# Exercise:
Run through the records and show each line that includes the string "mount".

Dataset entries
============
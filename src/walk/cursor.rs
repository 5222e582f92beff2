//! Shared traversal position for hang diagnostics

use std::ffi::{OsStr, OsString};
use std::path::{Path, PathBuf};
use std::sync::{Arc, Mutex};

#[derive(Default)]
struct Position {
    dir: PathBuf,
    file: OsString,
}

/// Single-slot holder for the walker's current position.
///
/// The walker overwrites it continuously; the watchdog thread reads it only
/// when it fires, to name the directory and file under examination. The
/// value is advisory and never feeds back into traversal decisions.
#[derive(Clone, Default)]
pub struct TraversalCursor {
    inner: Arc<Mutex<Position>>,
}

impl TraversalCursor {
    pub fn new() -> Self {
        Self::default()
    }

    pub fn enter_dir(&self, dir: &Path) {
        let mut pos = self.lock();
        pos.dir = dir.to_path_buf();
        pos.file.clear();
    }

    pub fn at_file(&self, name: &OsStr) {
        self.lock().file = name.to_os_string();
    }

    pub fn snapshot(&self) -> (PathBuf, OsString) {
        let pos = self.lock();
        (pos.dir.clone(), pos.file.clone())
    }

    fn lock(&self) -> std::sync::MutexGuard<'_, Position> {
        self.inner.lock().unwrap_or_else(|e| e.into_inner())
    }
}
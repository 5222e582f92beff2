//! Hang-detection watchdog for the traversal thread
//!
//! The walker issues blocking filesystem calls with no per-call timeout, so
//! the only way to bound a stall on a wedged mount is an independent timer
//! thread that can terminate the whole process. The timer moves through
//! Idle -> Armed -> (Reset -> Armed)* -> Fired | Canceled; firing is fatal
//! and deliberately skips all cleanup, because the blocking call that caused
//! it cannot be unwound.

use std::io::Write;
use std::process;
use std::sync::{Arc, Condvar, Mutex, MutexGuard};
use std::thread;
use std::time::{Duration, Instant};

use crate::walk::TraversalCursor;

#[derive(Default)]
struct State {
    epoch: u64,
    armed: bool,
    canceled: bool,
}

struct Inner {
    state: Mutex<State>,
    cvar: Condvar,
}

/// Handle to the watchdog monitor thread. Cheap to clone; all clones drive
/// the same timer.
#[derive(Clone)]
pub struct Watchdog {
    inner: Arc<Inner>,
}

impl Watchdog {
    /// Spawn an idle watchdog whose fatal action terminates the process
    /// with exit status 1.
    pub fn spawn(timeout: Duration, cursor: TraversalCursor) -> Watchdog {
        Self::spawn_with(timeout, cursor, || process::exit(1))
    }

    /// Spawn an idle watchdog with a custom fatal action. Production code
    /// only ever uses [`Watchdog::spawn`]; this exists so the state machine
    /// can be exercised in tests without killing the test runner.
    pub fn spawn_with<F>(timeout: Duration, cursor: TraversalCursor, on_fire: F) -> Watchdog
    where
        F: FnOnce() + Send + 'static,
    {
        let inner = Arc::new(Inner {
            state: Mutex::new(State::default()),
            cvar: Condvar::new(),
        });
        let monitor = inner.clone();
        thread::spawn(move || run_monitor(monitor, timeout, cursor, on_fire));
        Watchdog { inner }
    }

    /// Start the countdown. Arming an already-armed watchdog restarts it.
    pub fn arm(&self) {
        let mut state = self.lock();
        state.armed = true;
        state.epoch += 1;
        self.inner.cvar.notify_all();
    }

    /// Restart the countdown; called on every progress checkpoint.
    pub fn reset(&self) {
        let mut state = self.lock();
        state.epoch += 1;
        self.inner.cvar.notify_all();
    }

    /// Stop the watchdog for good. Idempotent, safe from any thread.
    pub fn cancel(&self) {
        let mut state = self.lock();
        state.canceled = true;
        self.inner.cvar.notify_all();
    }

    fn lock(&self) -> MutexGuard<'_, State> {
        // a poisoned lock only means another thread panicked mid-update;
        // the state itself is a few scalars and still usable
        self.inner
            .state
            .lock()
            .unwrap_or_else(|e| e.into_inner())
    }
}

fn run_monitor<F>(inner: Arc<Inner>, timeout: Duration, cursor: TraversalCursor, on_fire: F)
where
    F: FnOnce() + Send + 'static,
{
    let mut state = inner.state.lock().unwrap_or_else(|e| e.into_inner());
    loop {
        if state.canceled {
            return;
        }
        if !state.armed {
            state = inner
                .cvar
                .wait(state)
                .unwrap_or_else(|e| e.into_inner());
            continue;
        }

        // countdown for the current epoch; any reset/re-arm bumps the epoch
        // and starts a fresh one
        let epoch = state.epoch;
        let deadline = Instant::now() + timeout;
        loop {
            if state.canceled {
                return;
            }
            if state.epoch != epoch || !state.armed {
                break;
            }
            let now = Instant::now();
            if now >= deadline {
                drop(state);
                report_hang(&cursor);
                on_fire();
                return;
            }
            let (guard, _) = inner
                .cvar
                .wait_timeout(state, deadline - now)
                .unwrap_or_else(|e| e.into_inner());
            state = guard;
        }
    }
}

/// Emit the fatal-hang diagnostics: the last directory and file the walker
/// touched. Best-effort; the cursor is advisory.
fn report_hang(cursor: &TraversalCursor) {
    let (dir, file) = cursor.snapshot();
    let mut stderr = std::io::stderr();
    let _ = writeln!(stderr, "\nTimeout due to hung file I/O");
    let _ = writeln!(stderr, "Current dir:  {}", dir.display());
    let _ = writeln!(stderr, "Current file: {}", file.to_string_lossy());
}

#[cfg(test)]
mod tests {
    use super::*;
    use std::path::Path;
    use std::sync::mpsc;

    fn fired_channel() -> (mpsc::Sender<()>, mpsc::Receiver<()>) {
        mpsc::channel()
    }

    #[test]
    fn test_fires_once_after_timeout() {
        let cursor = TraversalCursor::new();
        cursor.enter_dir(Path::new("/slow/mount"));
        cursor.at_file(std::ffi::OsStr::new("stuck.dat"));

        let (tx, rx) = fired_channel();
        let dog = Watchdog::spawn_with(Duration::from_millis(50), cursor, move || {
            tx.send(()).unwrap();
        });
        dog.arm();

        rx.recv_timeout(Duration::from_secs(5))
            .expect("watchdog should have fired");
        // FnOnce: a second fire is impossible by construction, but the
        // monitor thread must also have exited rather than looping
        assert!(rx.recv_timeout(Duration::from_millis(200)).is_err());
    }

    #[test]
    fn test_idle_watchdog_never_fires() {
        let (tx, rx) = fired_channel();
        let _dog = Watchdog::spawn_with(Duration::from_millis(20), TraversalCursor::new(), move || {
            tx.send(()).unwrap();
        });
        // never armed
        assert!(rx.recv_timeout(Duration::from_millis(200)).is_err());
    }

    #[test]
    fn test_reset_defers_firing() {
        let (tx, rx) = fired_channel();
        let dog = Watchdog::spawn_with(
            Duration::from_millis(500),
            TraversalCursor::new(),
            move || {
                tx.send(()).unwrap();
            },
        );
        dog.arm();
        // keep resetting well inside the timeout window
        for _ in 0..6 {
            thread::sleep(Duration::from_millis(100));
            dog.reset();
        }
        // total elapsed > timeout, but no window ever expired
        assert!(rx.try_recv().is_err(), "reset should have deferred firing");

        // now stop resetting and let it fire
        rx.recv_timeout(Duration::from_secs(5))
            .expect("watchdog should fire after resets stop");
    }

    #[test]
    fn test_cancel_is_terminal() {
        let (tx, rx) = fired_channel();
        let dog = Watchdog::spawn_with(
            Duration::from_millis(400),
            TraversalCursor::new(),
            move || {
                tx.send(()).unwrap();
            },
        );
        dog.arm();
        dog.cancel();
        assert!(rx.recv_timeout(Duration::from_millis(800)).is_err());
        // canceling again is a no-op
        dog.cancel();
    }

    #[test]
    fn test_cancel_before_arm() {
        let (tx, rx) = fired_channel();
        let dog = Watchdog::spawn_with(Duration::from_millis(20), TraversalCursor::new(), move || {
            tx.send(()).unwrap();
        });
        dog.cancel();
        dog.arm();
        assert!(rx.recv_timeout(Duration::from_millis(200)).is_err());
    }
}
============
# Response to this exercise:
//! the only way to bound a stall on a wedged mount is an independent timer
        cursor.enter_dir(Path::new("/slow/mount"));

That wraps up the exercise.